Para quienes quieran profundizar las circunstancias del secuestro y asesinato del presidente de la Democracia Cristiana Aldo Moro a manos de las Brigadas Rojas, en 1978, está disponible en Flow la serie “Exterior noche”. Es una ficción sobre bases reales. Allí aparece un personaje que encarna a Steve Pieczenik, un psiquiatra norteamericano enviado por el Departamento de Estado para asesorar al ministro del Interior Francesco Cossiga.
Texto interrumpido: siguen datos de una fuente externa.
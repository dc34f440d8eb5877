//! Registry commands and the agent credential parser

use std::fmt;
use std::sync::OnceLock;

use regex::Regex;

use drova_core::error::TokenError;
use drova_core::types::{AuthToken, ServerIdentity};

use super::quote;

/// Registry key where the marketplace agent keeps per-server credentials
pub const ESME_SERVERS_KEY: &str = r"HKEY_LOCAL_MACHINE\SOFTWARE\ITKey\Esme\servers";

/// Recursive query for the agent's `auth_token` value
#[derive(Debug, Clone, Copy, Default)]
pub struct RegQueryEsme;

impl fmt::Display for RegQueryEsme {
    fn fmt(&self, f: &mut fmt::Formatter<'_>) -> fmt::Result {
        write!(f, "reg query {} /s /f auth_token", ESME_SERVERS_KEY)
    }
}

impl RegQueryEsme {
    /// Extract `(server identity, auth token)` from the query's stdout.
    ///
    /// Exactly one `auth_token` value must be present, and a
    /// `servers\<id>` key path must name the server.
    pub fn parse_auth_token(stdout: &str) -> Result<(ServerIdentity, AuthToken), TokenError> {
        static AUTH_TOKEN: OnceLock<Regex> = OnceLock::new();
        static SERVER_ID: OnceLock<Regex> = OnceLock::new();

        let auth_token = AUTH_TOKEN.get_or_init(|| {
            Regex::new(r"auth_token\s+REG_SZ\s+(?P<auth_token>\S+)").expect("valid regex")
        });
        let server_id = SERVER_ID
            .get_or_init(|| Regex::new(r"servers\\(?P<server_id>\S+)").expect("valid regex"));

        let mut tokens = auth_token.captures_iter(stdout);
        let token = tokens.next().ok_or(TokenError::AuthTokenMissing)?;
        if tokens.next().is_some() {
            return Err(TokenError::AuthTokenDuplicate);
        }

        let server = server_id
            .captures(stdout)
            .ok_or(TokenError::AuthTokenMissing)?;

        Ok((
            ServerIdentity::new(&server["server_id"]),
            AuthToken::new(&token["auth_token"]),
        ))
    }
}

/// Registry value types accepted by `reg add /t`
#[derive(Debug, Clone, Copy, PartialEq, Eq)]
pub enum RegValueType {
    Sz,
    ExpandSz,
    MultiSz,
    Dword,
    Qword,
    Binary,
}

impl RegValueType {
    pub fn as_str(self) -> &'static str {
        match self {
            RegValueType::Sz => "REG_SZ",
            RegValueType::ExpandSz => "REG_EXPAND_SZ",
            RegValueType::MultiSz => "REG_MULTI_SZ",
            RegValueType::Dword => "REG_DWORD",
            RegValueType::Qword => "REG_QWORD",
            RegValueType::Binary => "REG_BINARY",
        }
    }
}

impl fmt::Display for RegValueType {
    fn fmt(&self, f: &mut fmt::Formatter<'_>) -> fmt::Result {
        f.write_str(self.as_str())
    }
}

/// One named value under a registry key
#[derive(Debug, Clone, PartialEq, Eq)]
pub struct RegValue {
    pub key: String,
    pub name: String,
    pub kind: RegValueType,
    pub data: String,
}

impl RegValue {
    pub fn dword(key: impl Into<String>, name: impl Into<String>, data: u32) -> Self {
        Self {
            key: key.into(),
            name: name.into(),
            kind: RegValueType::Dword,
            data: data.to_string(),
        }
    }

    pub fn string(key: impl Into<String>, name: impl Into<String>, data: impl Into<String>) -> Self {
        Self {
            key: key.into(),
            name: name.into(),
            kind: RegValueType::Sz,
            data: data.into(),
        }
    }
}

/// `reg add`, creating a key or overwriting one value
#[derive(Debug, Clone)]
pub enum RegAdd<'a> {
    Key(&'a str),
    Value(&'a RegValue),
}

impl fmt::Display for RegAdd<'_> {
    fn fmt(&self, f: &mut fmt::Formatter<'_>) -> fmt::Result {
        match self {
            RegAdd::Key(key) => write!(f, "reg add {} /f", quote(key)),
            RegAdd::Value(value) => write!(
                f,
                "reg add {} /f /v {} /t {} /d {}",
                quote(&value.key),
                quote(&value.name),
                value.kind,
                quote(&value.data)
            ),
        }
    }
}
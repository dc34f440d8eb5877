//! Socket mode
//!
//! Accepts one connection at a time. Each connection is relayed to the
//! streaming endpoint on the rented machine; only when the backend sends its
//! acknowledgment is the session classified and provisioned. The listen
//! backlog holds a single pending connection while one is being served.

use std::net::SocketAddr;
use std::time::Duration;

use anyhow::{Context, Result};
use tokio::net::{TcpListener, TcpSocket, TcpStream};
use tokio_util::sync::CancellationToken;

use drova_relay::HandshakeRelay;

use crate::workflow::SessionWorkflow;

/// How long a relay may keep running once its session is over or the
/// process is shutting down
const DRAIN_GRACE: Duration = Duration::from_secs(5);

const LISTEN_BACKLOG: u32 = 1;

/// Bind a listener that queues at most one pending connection
pub fn bind_listener(address: SocketAddr) -> std::io::Result<TcpListener> {
    let socket = if address.is_ipv4() {
        TcpSocket::new_v4()?
    } else {
        TcpSocket::new_v6()?
    };
    socket.set_reuseaddr(true)?;
    socket.bind(address)?;
    socket.listen(LISTEN_BACKLOG)
}

pub struct SocketDriver {
    workflow: SessionWorkflow,
    backend_address: String,
    cancel: CancellationToken,
}

impl SocketDriver {
    pub fn new(workflow: SessionWorkflow, backend_address: String, cancel: CancellationToken) -> Self {
        Self {
            workflow,
            backend_address,
            cancel,
        }
    }

    /// Bind `listen_address` and serve until cancelled
    pub async fn run(self, listen_address: &str) -> Result<()> {
        let address = tokio::net::lookup_host(listen_address)
            .await
            .with_context(|| format!("Invalid listen address {}", listen_address))?
            .next()
            .with_context(|| format!("{} did not resolve", listen_address))?;
        let listener = bind_listener(address)
            .with_context(|| format!("Failed to bind to {}", address))?;
        self.serve(listener).await
    }

    /// Recover a leftover session, then serve `listener` until cancelled
    pub async fn serve(mut self, listener: TcpListener) -> Result<()> {
        let recovered = tokio::select! {
            _ = self.cancel.cancelled() => return Ok(()),
            recovered = self.workflow.recover() => recovered,
        };
        if let Err(e) = recovered {
            self.workflow.handle_error(e).await;
        }

        let local_addr = listener.local_addr()?;
        tracing::info!(
            "Relay listening on {}, backend {}",
            local_addr,
            self.backend_address
        );

        loop {
            tokio::select! {
                _ = self.cancel.cancelled() => {
                    tracing::info!("Relay listener shutting down");
                    break;
                }

                result = listener.accept() => {
                    match result {
                        Ok((socket, peer_addr)) => {
                            self.handle_connection(socket, peer_addr).await;
                        }
                        Err(e) => {
                            tracing::error!("Failed to accept connection: {}", e);
                        }
                    }
                }
            }
        }

        Ok(())
    }

    /// Relay one connection for its whole lifetime
    async fn handle_connection(&mut self, client: TcpStream, peer_addr: SocketAddr) {
        tracing::info!("New connection from {}", peer_addr);

        let backend = match TcpStream::connect(&self.backend_address).await {
            Ok(backend) => backend,
            Err(e) => {
                tracing::warn!("Backend {} unreachable: {}", self.backend_address, e);
                return;
            }
        };
        let _ = client.set_nodelay(true);
        let _ = backend.set_nodelay(true);

        let relay = HandshakeRelay::start(client, backend);

        tracing::info!("Waiting for the backend to answer");
        let answered = tokio::select! {
            _ = self.cancel.cancelled() => false,
            answered = relay.await_handshake() => answered,
        };
        if !answered {
            tracing::info!("Connection from {} closed before the backend answered", peer_addr);
            relay.clear().await;
            return;
        }

        tracing::info!("Backend answered, checking the session");
        let session = tokio::select! {
            _ = self.cancel.cancelled() => {
                relay.drain(DRAIN_GRACE).await;
                return;
            }
            session = self.workflow.poller().check_desktop_session() => session,
        };

        match session {
            Ok(Some(session)) => {
                tracing::info!("Session {} is a desktop session", session.uuid);
                let result = tokio::select! {
                    _ = self.cancel.cancelled() => {
                        tracing::warn!("Shutdown during desktop session {}", session.uuid);
                        relay.drain(DRAIN_GRACE).await;
                        return;
                    }
                    result = self.workflow.run_desktop_session() => result,
                };
                if let Err(e) = result {
                    self.workflow.handle_error(e).await;
                }
                // The machine is rebooting; whatever is left of the stream is stale
                relay.drain(DRAIN_GRACE).await;
            }
            Ok(None) => {
                tracing::info!("Not a desktop session, relaying only");
                self.wait_relay(relay).await;
            }
            Err(e) => {
                // Only reboot-level failures get here; the stream will not survive
                self.workflow.handle_error(e).await;
                relay.drain(DRAIN_GRACE).await;
            }
        }

        tracing::info!("Connection from {} finished", peer_addr);
    }

    async fn wait_relay(&self, relay: HandshakeRelay) {
        relay.join_until(self.cancel.clone(), DRAIN_GRACE).await;
    }
}
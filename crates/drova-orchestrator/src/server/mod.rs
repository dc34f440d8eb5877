//! Top-level drivers
//!
//! - [`SocketDriver`]: relays one inbound connection at a time and
//!   provisions once the backend accepts it
//! - [`PollDriver`]: provisions for every new desktop session, with no
//!   inbound listener

mod listener;
mod poll;

pub use listener::{bind_listener, SocketDriver};
pub use poll::PollDriver;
En la serie, Pieczenik es el abanderado de la intransigencia. Recomienda a Cossiga no negociar con terroristas. Como el asesinato torció la historia política italiana, quedó instalada para siempre la duda sobre si el especialista no participó de alguna manera en el secuestro. Consultado en entrevistas periodísticas posteriores, el psiquiatra no reconoció formalmente que Estados Unidos hubiera organizado el secuestro de Moro ni que Washington hubiera dado una orden de asesinarlo. Lo que sí reconoció —y es gravísimo— fue que, como enviado estadounidense y asesor del comité de crisis italiano, participó en una operación psicológica destinada a manipular a las Brigadas Rojas y empujarlas hacia el asesinato de Moro. Incluso en el documental francés «Los últimos días de Moro» admite haber participado en el Comité de Crisis de la decisión de emitir un comunicado falso atribuido a las BR. El texto decía que Moro había sido ejecutado y que su cuerpo estaba sumergido en el Lago della Duchessa. Fue una operación psicológica para ensayar el impacto de un eventual asesinato.

La frase más fuerte se publicó en el diario La Stampa el 9 de marzo de 2008, en una nota sobre el el libro-entrevista de Emmanuel Amara Abbiamo ucciso Aldo Moro, “Hemos asesinado a Aldo Moro”. Allí se atribuye a Pieczenik esta confesión: “tuvimos que instrumentalizar a las Brigadas Rojas para hacerlo matar”. También dijo que Moro debía ser “sacrificado” por la supervivencia del Estado italiano y que “la razón de Estado prevaleció totalmente sobre la vida del rehén”.

National Catholic Reporter publicó que, según Pieczenik, la política deliberada del comité de crisis fue empujar a las Brigadas Rojas a matar a Moro, en parte por temor a que revelara secretos de Estado y en parte para desacreditar a los comunistas italianos e impedir el ascenso de Enrico Berlinguer. La frase central atribuida a Pieczenik fue: “sacrificamos a Moro por la estabilidad de Italia”.

Cuando fue secuestrado, Moro acababa de acordar con el por entonces mayor partido comunista de Occidente el “Compromiso histórico”, que llevaría a la DC y al PCI a iniciar un gobierno de coalición. Un mal ejemplo para el mundo y para Europa, según declaraba Henry Kissinger, que por lo tanto debía ser interrumpido.

Parece que el blanco no fue (¿no es?) la extrema izquierda. Doctrina la Seguridad Nacional reloaded. Recargada.